Childhood mental disorders are defined as serious changes in the ways children handle their emotions, learn, or behave. Symptoms generally begin in early childhood, but some may develop during adolescence. A diagnosis is often made during the school year, if not earlier.
Mental disorders can last throughout an entire life – and, without treatment and early diagnosis, they can lead to problems at school, home and in developing friendships.
Take bullying for example. Prior research indicates that children with mental disorders are three times more likely to be identified as bullies. Bullying is a kind of youth violence defined as repetitive and intentional aggression involving a disparity of power between the victim and perpetrator. In a 2011 nationwide survey, 20 percent of high school students in the U.S. were bullied during the preceding 12 months.

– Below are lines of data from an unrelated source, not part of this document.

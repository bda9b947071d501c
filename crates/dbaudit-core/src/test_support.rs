//! Entities shared by the unit tests of this crate

use crate::entity::{
    set_stamp_value, stamp_value, AuditStamps, AuditedEntity, Entity, EntityDescriptor,
    PropertyDescriptor,
};
use crate::error::{AuditError, Result};
use crate::value::Value;
use std::any::Any;
use uuid::Uuid;

static NOTE_PROPERTIES: [PropertyDescriptor; 8] = [
    PropertyDescriptor::key("Id"),
    PropertyDescriptor::data("Title", "string"),
    PropertyDescriptor::data("Stars", "i32"),
    PropertyDescriptor::data("Rating", "f64"),
    PropertyDescriptor::stamp("Created", "datetime"),
    PropertyDescriptor::stamp("CreatedBy", "string"),
    PropertyDescriptor::stamp("LastModified", "datetime"),
    PropertyDescriptor::stamp("LastModifiedBy", "string"),
];

static NOTE: EntityDescriptor = EntityDescriptor {
    name: "note",
    properties: &NOTE_PROPERTIES,
};

#[derive(Debug, Clone, Default, PartialEq)]
pub struct Note {
    pub id: Uuid,
    pub title: Option<String>,
    pub stars: i32,
    pub rating: f64,
    pub stamps: AuditStamps,
}

impl Note {
    pub fn new(title: &str) -> Self {
        Self {
            title: Some(title.to_string()),
            ..Self::default()
        }
    }
}

impl Entity for Note {
    fn type_descriptor() -> &'static EntityDescriptor {
        &NOTE
    }

    fn descriptor(&self) -> &'static EntityDescriptor {
        &NOTE
    }

    fn id(&self) -> Uuid {
        self.id
    }

    fn set_id(&mut self, id: Uuid) {
        self.id = id;
    }

    fn get_value(&self, property: &str) -> Option<Value> {
        match property {
            "Id" => Some(Value::Uuid(self.id)),
            "Title" => Some(self.title.clone().into()),
            "Stars" => Some(self.stars.into()),
            "Rating" => Some(self.rating.into()),
            other => stamp_value(&self.stamps, other),
        }
    }

    fn set_value(&mut self, property: &str, value: Value) -> Result<()> {
        match (property, value) {
            ("Id", Value::Uuid(id)) => self.id = id,
            ("Title", Value::Null) => self.title = None,
            ("Title", Value::Text(s)) => self.title = Some(s),
            ("Stars", Value::Int(n)) => {
                self.stars = i32::try_from(n).map_err(|_| AuditError::PropertyType {
                    property: "Stars".to_string(),
                    expected: "i32".to_string(),
                    actual: n.to_string(),
                })?
            }
            ("Rating", Value::Float(x)) => self.rating = x,
            (other, value) => {
                let actual = value.type_name();
                if !set_stamp_value(&mut self.stamps, other, value)? {
                    return Err(AuditError::PropertyType {
                        property: other.to_string(),
                        expected: NOTE
                            .require(other)?
                            .type_key
                            .to_string(),
                        actual: actual.to_string(),
                    });
                }
            }
        }
        Ok(())
    }

    fn as_audited(&self) -> Option<&dyn AuditedEntity> {
        Some(self)
    }

    fn as_audited_mut(&mut self) -> Option<&mut dyn AuditedEntity> {
        Some(self)
    }

    fn as_any(&self) -> &dyn Any {
        self
    }

    fn as_any_mut(&mut self) -> &mut dyn Any {
        self
    }
}

impl AuditedEntity for Note {
    fn stamps(&self) -> &AuditStamps {
        &self.stamps
    }

    fn stamps_mut(&mut self) -> &mut AuditStamps {
        &mut self.stamps
    }
}
use super::{DeadLetter, JobBackend, JobRequest};
use crate::error::{JobError, Result};
use async_trait::async_trait;
use std::collections::VecDeque;
use std::sync::{Arc, Mutex};

/// In-memory job backend (not persistent, for testing/dev)
#[derive(Debug, Clone, Default)]
pub struct InMemoryBackend {
    queue: Arc<Mutex<VecDeque<JobRequest>>>,
    dead: Arc<Mutex<Vec<DeadLetter>>>,
}

impl InMemoryBackend {
    pub fn new() -> Self {
        Self::default()
    }
}

fn poisoned<T>(_: T) -> JobError {
    JobError::BackendError("Lock poisoned".to_string())
}

#[async_trait]
impl JobBackend for InMemoryBackend {
    async fn push(&self, job: JobRequest) -> Result<()> {
        let mut q = self.queue.lock().map_err(poisoned)?;
        q.push_back(job);
        Ok(())
    }

    async fn pop(&self) -> Result<Option<JobRequest>> {
        let mut q = self.queue.lock().map_err(poisoned)?;

        // A delayed retry must not hold back ready jobs queued behind it
        let now = chrono::Utc::now();
        match q.iter().position(|job| job.is_ready(now)) {
            Some(index) => Ok(q.remove(index)),
            None => Ok(None),
        }
    }

    async fn complete(&self, _job_id: &str) -> Result<()> {
        // Jobs leave the queue on pop
        Ok(())
    }

    async fn fail(&self, job: &JobRequest, error: &str) -> Result<()> {
        let mut dead = self.dead.lock().map_err(poisoned)?;
        dead.push(DeadLetter {
            id: job.id.clone(),
            name: job.name(),
            attempts: job.attempts,
            error: error.to_string(),
            failed_at: chrono::Utc::now(),
        });
        Ok(())
    }

    async fn pending(&self) -> Result<usize> {
        Ok(self.queue.lock().map_err(poisoned)?.len())
    }

    async fn dead_letters(&self) -> Result<Vec<DeadLetter>> {
        Ok(self.dead.lock().map_err(poisoned)?.clone())
    }
}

Meanwhile, this new report from the CDC outlines federal causes on monitoring mental disorders and provides estimates on the number of children with certain mental disorders.
For the report, researchers examined data from several sources between the years of 2005 and 2011. The researchers found that ADHD was the most prevalent current diagnosis among children aged 3 to 17 years, and that the number of children with a mental disorder increased with age, except autism spectrum disorders, which were highest among children between the ages of 6 and 11.
The report also found that boys were more likely than girls to have ADHD, autism spectrum disorders, Tourette syndrome, cigarette dependence, behavioral or conduct problems, and anxiety. Boys between the ages of 12 to 17 were also at higher risk for dying by suicide that girls, although girls were more likely than boys to have depression and/or have an alcohol abuse disorder.
Specifically, the most significant findings in the report for children ranging in age from 3 to 17 years were:
• ADHD (6.8%)
• Conduct or Behavioral Problems (3.5%)
• Anxiety (3.0%)
• Depression (2.1%)
• Autism spectrum disorders (1.1%)
• Tourette syndrome (0.2% among children 6-17 years old)
The most significant findings for adolescents aged 12 to 17 years were:
• Illicit drug use disorder in the last year (4.7%)
• Alcohol use disorder in the last year (4.2%)
• Cigarette dependence in the last month (2.8%)
Mental health is critical to overall health, and these findings suggest that mental health is also a significant component of public health. The CDC reports the goal for now is to develop improved methods on how to document children who have mental disorders, better understand these disorders, and implement and recommend treatment and intervention strategies.
SOURCES: Fitzgerald, K. (2013, May 19). "In US, 20% Of Children Have A Mental Disorder." Centers for Disease Control and Prevention. Mental health surveillance among children — United States 2005–2011. MMWR 2013;62 (Suppl; May 16, 2013):1-35.